During our time in Beijing, the hostage crisis and Iran were favorite topics of conversation among the Foreign Experts in the dining hall. One time Emma, my friend Paul’s mother, got into a terrible argument with another American about Iran and the Shah. Later, as we walked to catch a bus at Building Number One, Emma asked Jerry what he thought.

“The Shah…” he said at length. “No one really understands about the Shah.” He smiled, staring straight ahead. “The thing about the Shah…” He trailed off. Shook his head.

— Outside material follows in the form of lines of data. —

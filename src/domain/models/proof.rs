//! Oracle decryption proofs and the digest they authenticate.

use serde::{Deserialize, Serialize};
use sha2::{Digest, Sha256};

use super::request::RequestToken;

/// Domain separation tag for decryption-response digests.
pub const DECRYPTION_DIGEST_DOMAIN: &[u8] = b"sealed-review/decryption-response/v1";

/// Opaque proof bytes delivered with a decryption response.
#[derive(Debug, Clone, PartialEq, Eq, Default, Serialize, Deserialize)]
pub struct DecryptionProof(pub Vec<u8>);

impl DecryptionProof {
    pub fn as_bytes(&self) -> &[u8] {
        &self.0
    }
}

/// SHA-256 over the domain tag, token, cleartext count and each cleartext as
/// big-endian u32. Position is part of the digest, so reordered cleartexts
/// do not verify.
pub fn decryption_digest(token: &RequestToken, cleartexts: &[u32]) -> [u8; 32] {
    let mut hasher = Sha256::new();
    hasher.update(DECRYPTION_DIGEST_DOMAIN);
    hasher.update(token.as_bytes());
    hasher.update((cleartexts.len() as u64).to_be_bytes());
    for value in cleartexts {
        hasher.update(value.to_be_bytes());
    }
    hasher.finalize().into()
}

#[cfg(test)]
mod tests {
    use super::*;
    use uuid::Uuid;

    #[test]
    fn test_digest_binds_order_and_token() {
        let token = RequestToken(Uuid::new_v4());
        let other = RequestToken(Uuid::new_v4());

        let a = decryption_digest(&token, &[80, 1]);
        assert_eq!(a, decryption_digest(&token, &[80, 1]));
        assert_ne!(a, decryption_digest(&token, &[1, 80]));
        assert_ne!(a, decryption_digest(&other, &[80, 1]));
        assert_ne!(a, decryption_digest(&token, &[80, 1, 0]));
    }
}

Ice crunched under our boots.

“The thing about Jerry,” Emma said after that, “is that you always think he’s going to say something profound, and then he never does.”

Paul and I were nonetheless fascinated by Jerry. We could send each other into paroxysms of giggles just by saying, “the Shah…” To us, he was the perfect example of a Californian abroad, one of us in a way, even if he was lots older and kind of strange. Maybe we were waiting for him to say something profound.

One time, the three of us, Paul, Jerry and I, were walking back to our building after dinner. Paul and I were talking about what it would be like, back in the United States. We passed the mortarless brick will that had only recently appeared and was already collapsing. No one knew why it was there as there didn’t seem to be anything behind it. Maybe it was just a new place to pile bricks. Paul and I talked about how much we were looking forward to going back to school; having had this great experience at our young ages, we would be able to go in there and know what we wanted and be self-motivated and accomplish all sorts of worthwhile and wonderful things.

“No, you won’t,” Jerry said suddenly. “You’re doing all this too young. You’ll go back to school, and all the kids your age will seem so young, and you won’t be able to relate to them, and you’ll sit in your classes, and you won’t respect your professors because most of them have spent all their time in academia and they won’t understand either. You’ll get frustrated and restless, and you won’t finish. You’ll just be a couple of young burnouts.”